Return to search

Cyberarchitecture : the virtualisation of architecture beyond representation towards interactivity

Architects usually design finished buildings and users are subjected to conform their actions to an anticipated functionality. This results from the traditional design process based on representation clearly separating design, building and use. Such a process is welcome in capitalism as design guarantees the commodity value of works of architecture. However, those best able to decide on the use of spaces are their users. So, instead of emphasising exchange value and predicting use in a finished design that obstructs people, as architects do, it is more desirable that spaces enable free and unanticipated uses, emphasising use value. The use of computers in architecture, associated with the 'virtual', reproduces the traditional design process without questioning it.
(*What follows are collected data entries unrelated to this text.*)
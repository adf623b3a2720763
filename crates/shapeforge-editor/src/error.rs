//! Error types for the editor crate.

use shapeforge_core::PersistenceError;
use thiserror::Error;

#[derive(Error, Debug)]
pub enum EditorError {
    /// Saving or loading the drawing failed.
    #[error(transparent)]
    Persistence(#[from] PersistenceError),
}

pub type EditorResult<T> = Result<T, EditorError>;
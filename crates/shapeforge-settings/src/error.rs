//! Error types for the settings crate.

use std::io;
use std::path::PathBuf;
use thiserror::Error;

/// Errors that can occur while loading, saving or validating settings.
#[derive(Error, Debug)]
pub enum SettingsError {
    /// The configuration file could not be read.
    #[error("Failed to read settings from {}: {source}", path.display())]
    Read {
        path: PathBuf,
        #[source]
        source: io::Error,
    },

    /// The configuration file could not be written.
    #[error("Failed to write settings to {}: {source}", path.display())]
    Write {
        path: PathBuf,
        #[source]
        source: io::Error,
    },

    /// TOML deserialization error.
    #[error("Invalid TOML config: {0}")]
    Toml(#[from] toml::de::Error),

    /// TOML serialization error.
    #[error("Failed to encode TOML config: {0}")]
    TomlEncode(#[from] toml::ser::Error),

    /// JSON serialization/deserialization error.
    #[error("Invalid JSON config: {0}")]
    Json(#[from] serde_json::Error),

    /// The file extension is neither `.toml` nor `.json`.
    #[error("Unsupported config format: {0}")]
    UnsupportedFormat(String),

    /// A configuration value is invalid.
    #[error("Invalid setting '{key}': {reason}")]
    Invalid { key: String, reason: String },

    /// The platform configuration directory could not be determined.
    #[error("Config directory error: {0}")]
    ConfigDirectory(String),
}

/// Result type alias for settings operations.
pub type SettingsResult<T> = Result<T, SettingsError>;
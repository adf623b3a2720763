//! Property sheet of the active shape.
//!
//! The active shape is the bottom-most selected one. Edits made through the
//! setters below are recorded as `EditShapeJson` steps.

use shapeforge_core::{apply_record, Color, Shape};

use super::Scene;
use crate::commands::{EditShapeJson, UndoCommand};
use crate::item::ItemId;

const NOT_APPLICABLE: &str = "-";

/// Display strings for the property inspector. Measurements that do not
/// apply to the shape read `-`.
#[derive(Debug, Clone, PartialEq, Eq)]
pub struct PropertySheet {
    pub type_name: String,
    pub name: String,
    pub color: String,
    pub pen_color: String,
    pub pen_width: String,
    pub rotation: String,
    pub length: String,
    pub perimeter: String,
    pub area: String,
}

fn number(value: f64) -> String {
    format!("{value:.2}")
}

fn measure(value: Option<f64>) -> String {
    value.map_or_else(|| NOT_APPLICABLE.to_string(), number)
}

impl PropertySheet {
    pub fn from_shape(shape: &Shape) -> Self {
        let length = shape.geometry().as_line().map(|l| l.length());
        Self {
            type_name: shape.type_name().to_string(),
            name: shape.name.clone(),
            color: shape.color.to_hex_argb(),
            pen_color: shape.pen.color.to_hex_argb(),
            pen_width: number(shape.pen.width),
            rotation: number(shape.rotation_degrees()),
            length: measure(length),
            perimeter: measure(shape.perimeter()),
            area: measure(shape.area()),
        }
    }
}

impl Scene {
    pub fn active_item(&self) -> Option<ItemId> {
        self.items
            .iter()
            .find(|item| item.is_selected())
            .map(|item| item.id())
    }

    pub fn active_properties(&self) -> Option<PropertySheet> {
        let id = self.active_item()?;
        self.items
            .get(id)
            .map(|item| PropertySheet::from_shape(item.shape()))
    }

    pub fn set_active_name(&mut self, name: &str) -> bool {
        self.edit_active(|shape| shape.name = name.to_string())
    }

    /// Negative widths clamp to zero.
    pub fn set_active_pen_width(&mut self, width: f64) -> bool {
        self.edit_active(|shape| shape.pen.width = width.max(0.0))
    }

    pub fn set_active_color(&mut self, color: Color) -> bool {
        self.edit_active(|shape| shape.color = color)
    }

    pub fn set_active_pen_color(&mut self, color: Color) -> bool {
        self.edit_active(|shape| shape.pen.color = color)
    }

    /// Applies `edit` to a copy of the active shape and commits the
    /// difference. Returns false when nothing is active or nothing changed.
    fn edit_active(&mut self, edit: impl FnOnce(&mut Shape)) -> bool {
        let Some(id) = self.active_item() else {
            return false;
        };
        let Some(item) = self.items.get(id) else {
            return false;
        };
        let old = item.shape().to_record();
        let mut edited = item.shape().clone();
        edit(&mut edited);
        let new = edited.to_record();
        if new == old {
            return false;
        }

        match self.undo.as_mut() {
            Some(stack) => {
                let cmd = UndoCommand::EditShapeJson(EditShapeJson { id, old, new });
                stack.push(cmd, &mut self.items, &self.ctx);
            }
            None => {
                if let Some(item) = self.items.get_mut(id) {
                    if let Err(e) = apply_record(item.shape_mut(), &new) {
                        tracing::error!(item = %id, error = %e, "Property edit rejected");
                        return false;
                    }
                    item.sync_from_shape();
                    item.update_handles(&self.ctx);
                }
            }
        }
        true
    }
}

#[cfg(test)]
mod tests {
    use super::*;
    use shapeforge_core::{Point, Rect};

    #[test]
    fn test_sheet_for_line() {
        let sheet = PropertySheet::from_shape(
            &Shape::line_segment(Point::ZERO, Point::new(3.0, 4.0)).with_name("edge"),
        );
        assert_eq!(sheet.type_name, "LineSegment");
        assert_eq!(sheet.name, "edge");
        assert_eq!(sheet.length, "5.00");
        assert_eq!(sheet.area, "-");
        assert_eq!(sheet.perimeter, "-");
    }

    #[test]
    fn test_sheet_for_rectangle() {
        let sheet = PropertySheet::from_shape(&Shape::rectangle(Rect::new(0.0, 0.0, 10.0, 20.0)));
        assert_eq!(sheet.length, "-");
        assert_eq!(sheet.perimeter, "60.00");
        assert_eq!(sheet.area, "200.00");
        assert_eq!(sheet.color, "#ff000000");
        assert_eq!(sheet.pen_width, "1.00");
    }
}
Nevertheless, in this thesis 'virtual' means something that exists but has not happened yet, waiting people's interaction to manifest as an event. This might be digital or not and is related to process, not product. This thesis proposes the 'virtualisation' of the design process and architecture. The former implies the critique of representation, which, by means of drawings, fixes the final form and meaning of buildings before they are built and used, and emphasises the visually perceived over the lived spatial qualities of buildings. The latter implies the critique of finished buildings subjecting users to external constraints imposed by architects. This thesis asks architects to stop designing ends (drawings of finished buildings) and start devising means ('interfaces' such as procedures and software) with which people can engage in non-habitual and autonomous ways to negotiate the production of their own spaces. However, it proposes no particular procedure or software, as architects are not supposed to solve people's problems for them, but work towards the virtual. 'Interfaces' are possible 'virtual' products and 'cyberarchitecture' the spaces that emerge when people interact with such interfaces.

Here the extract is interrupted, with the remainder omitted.